I was given the gift of Shamanic journeying by my friend Reverend Maria Theresa Larsen. If you had asked me 10 years ago if I believed in Shamanic journeying as a healing tool I would have scoffed. I was very tied to Western thinking and would have discounted shamanic healing as ‘New Age’ foo-foo. As I have gotten older and explored different options, my opinions on this have changed. I’m at least open to the possibility that shamanic healing can help me.
Maria Theresa advised me to gather items for my altar and to read the prep work she sent me so I would better understand what would be happening in my shamanic journeying. I brought a small stuffed-animal goldfish, a model train car, an angel figurine, a small metal Eiffel Tower, a plastic giraffe, a seashell, a painted stone, a wooden frog, malachite elephant, ceramic bison and Day of the Dead candleholder. She set out her ceremonial Native American drums.
We found a spot in a secluded Mission Bay park on the sand. Maria Theresa drew a circle around us, and then instructed me to gently sweep the sand, clearing it of any man-made debris. We then sat on a Mexican blanket across from each other and she laid down a woven Oaxacan altar cloth. She told me to set up my altar and then we would begin the shamanic journeying. Maria Theresa told me that she had never had anyone set up their own altar before, but that she had been led to have me do my own. She also said she had never seen such a ‘happy’ altar.

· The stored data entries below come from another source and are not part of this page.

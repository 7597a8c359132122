// src/middleware/auth.rs

use std::convert::Infallible;

use axum::{
    extract::FromRequestParts,
    http::{header, request::Parts},
};

use crate::config::AppState;

/// Quem está fazendo a requisição. `user_id` é `None` quando não há token,
/// ou quando ele é inválido/expirado: a requisição continua, só que anônima.
#[derive(Debug, Clone, Default)]
pub struct AuthContext {
    pub user_id: Option<String>,
}

// Extrator: lê o Authorization e resolve o id do usuário. Nunca rejeita.
impl FromRequestParts<AppState> for AuthContext {
    type Rejection = Infallible;

    async fn from_request_parts(parts: &mut Parts, state: &AppState) -> Result<Self, Self::Rejection> {
        let auth_header = parts
            .headers
            .get(header::AUTHORIZATION)
            .and_then(|value| value.to_str().ok());

        let user_id = state.auth_service.user_id_from_header(auth_header);
        if auth_header.is_some() && user_id.is_none() {
            tracing::debug!("Cabeçalho Authorization presente, mas token inválido.");
        }

        Ok(AuthContext { user_id })
    }
}
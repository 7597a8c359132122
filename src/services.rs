pub mod auth;
pub mod mock_data;
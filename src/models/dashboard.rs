// src/models/dashboard.rs

use async_graphql::SimpleObject;
use rust_decimal::Decimal;

// Resumo agregado (os cards do topo do dashboard). Não é persistido.
#[derive(Debug, Clone, PartialEq, SimpleObject)]
#[graphql(complex)]
pub struct DashboardStats {
    pub total_customers: i64,
    pub active_customers: i64,
    pub total_deals: i64,
    pub won_deals: i64,

    // Soma de `value` dos deals com status WON
    #[graphql(skip)]
    pub total_revenue: Decimal,
}
// src/common/error.rs

use async_graphql::ErrorExtensions;
use thiserror::Error;

// Nosso tipo de erro único. Os dois repositórios (JSON e Postgres) devolvem
// exatamente as mesmas variantes, então o resolver nunca sabe qual está ativo.
#[derive(Debug, Error)]
pub enum AppError {
    #[error("Erro de validação")]
    ValidationError(#[from] validator::ValidationErrors),

    #[error("Credenciais inválidas")]
    InvalidCredentials,

    #[error("Não autenticado")]
    NotAuthenticated,

    // O &'static str é o nome da entidade ("Customer", "Deal")
    #[error("{0} não encontrado")]
    NotFound(&'static str),

    #[error("Erro de banco de dados")]
    DatabaseError(#[from] sqlx::Error),

    #[error("Erro de migração: {0}")]
    MigrationError(#[from] sqlx::migrate::MigrateError),

    #[error("Erro de E/S: {0}")]
    Io(#[from] std::io::Error),

    #[error("Erro de serialização: {0}")]
    Serialization(#[from] serde_json::Error),

    // Variante genérica para qualquer outro erro inesperado
    #[error("Erro interno do servidor")]
    InternalServerError(#[from] anyhow::Error),

    #[error("Erro de Bcrypt: {0}")]
    BcryptError(#[from] bcrypt::BcryptError),

    #[error("Erro de JWT: {0}")]
    JwtError(#[from] jsonwebtoken::errors::Error),
}

impl AppError {
    /// Código estável exposto em `extensions.code` da resposta GraphQL.
    pub fn code(&self) -> &'static str {
        match self {
            AppError::ValidationError(_) => "BAD_USER_INPUT",
            AppError::InvalidCredentials => "INVALID_CREDENTIALS",
            AppError::NotAuthenticated => "UNAUTHENTICATED",
            AppError::NotFound(_) => "NOT_FOUND",
            _ => "INTERNAL_SERVER_ERROR",
        }
    }

    fn is_internal(&self) -> bool {
        self.code() == "INTERNAL_SERVER_ERROR"
    }
}

impl ErrorExtensions for AppError {
    fn extend(&self) -> async_graphql::Error {
        let code = self.code();

        let message = if self.is_internal() {
            // O `tracing` loga a mensagem detalhada; o cliente só vê a genérica.
            tracing::error!("Erro Interno do Servidor: {:?}", self);
            "Ocorreu um erro inesperado.".to_string()
        } else {
            self.to_string()
        };

        let mut error = async_graphql::Error::new(message).extend_with(|_, e| e.set("code", code));

        // Retorna todos os detalhes da validação, campo a campo.
        if let AppError::ValidationError(errors) = self {
            let fields: Vec<String> = errors
                .field_errors()
                .keys()
                .map(|field| field.to_string())
                .collect();
            error = error.extend_with(|_, e| e.set("fields", fields));
        }

        error
    }
}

Maria Theresa burned sage in an abalone shell and cleared our circle. She told me that I did not need to worry about people watching us, that the process of the shamanic ceremony would create a metaphysical bubble surrounding us and keeping us safe. People might walk by us but they will ignore us as if we didn’t exist. I felt a bit awkward but I figured I didn’t know anyone, so didn’t need to care what they thought of us.
The intent of this shamanic journeying was to find my totem animal so I could start journeying on my own. But that’s not what happened. Instead as I explained to Maria Theresa what each item on my altar, represented, I was kicked back into childhood pain. I found myself telling her about the anger I held and how I am tired of telling this story and want to move on.
We then began drumming. I wasn’t sure if I would slip into any kind of altered state. I began tapping on the drum, feeling the vibration in the drum transmit into my body. I started slowly, but almost immediately I started drumming faster and stronger, and I got sucked down into a space where I was suddenly looking at my parents.
My mother had the Cleo stuffed animal she had made for me, and I could feel the love she had for me pouring out of her. My father was next to her, handing me a violin he bought me and telling me he loved me. Both of them were smiling as I had never seen them smile in my life and they looked 20 years younger. I think I was seeing them as they were when they first met.
I started crying, and told them I loved them and that I did truly forgive them. I felt wrapped in a loving embrace and I told them goodbye. I stopped drumming and as I came out of my trance, Maria Theresa sang something in a Native American dialect, then blew on my heart and waited for me to come back to the present.
We talked for a bit about being tired of telling the story and my being ready to move forward in my life and tell a new story. We spoke of healing and how shamanic journeying can help in the healing process. Maria Theresa then said we would open the circle and come back to the ‘real world’. She said a prayer and then we stepped out of the circle.
I was bombarded by the noise as soon as I crossed the line in the sand. A car alarm blared, seagulls cried out, a family no more than 25 feet from us noisily celebrated and picnicked. I could hear the rush of cars on the nearby bridge, and hear people playing in the water. I had heard none of this inside the circle. It had been completely quiet and peaceful. Wow. If I had no experienced it I wouldn’t have believed it. We really had existed inside our own sacred, safe space.
I am writing this two days after the event. I am feeling calm and happy, and have found myself better able to let go of the anger I feel when I think of my parents. I don’t want to have that pain anymore, and I now have a tool to help me rewire my thoughts. When I feel anger I can go back to the peace I felt, remember the love I felt, and move forward with my life.
Shamanic journeying is truly a powerful tool in the emotional healing process.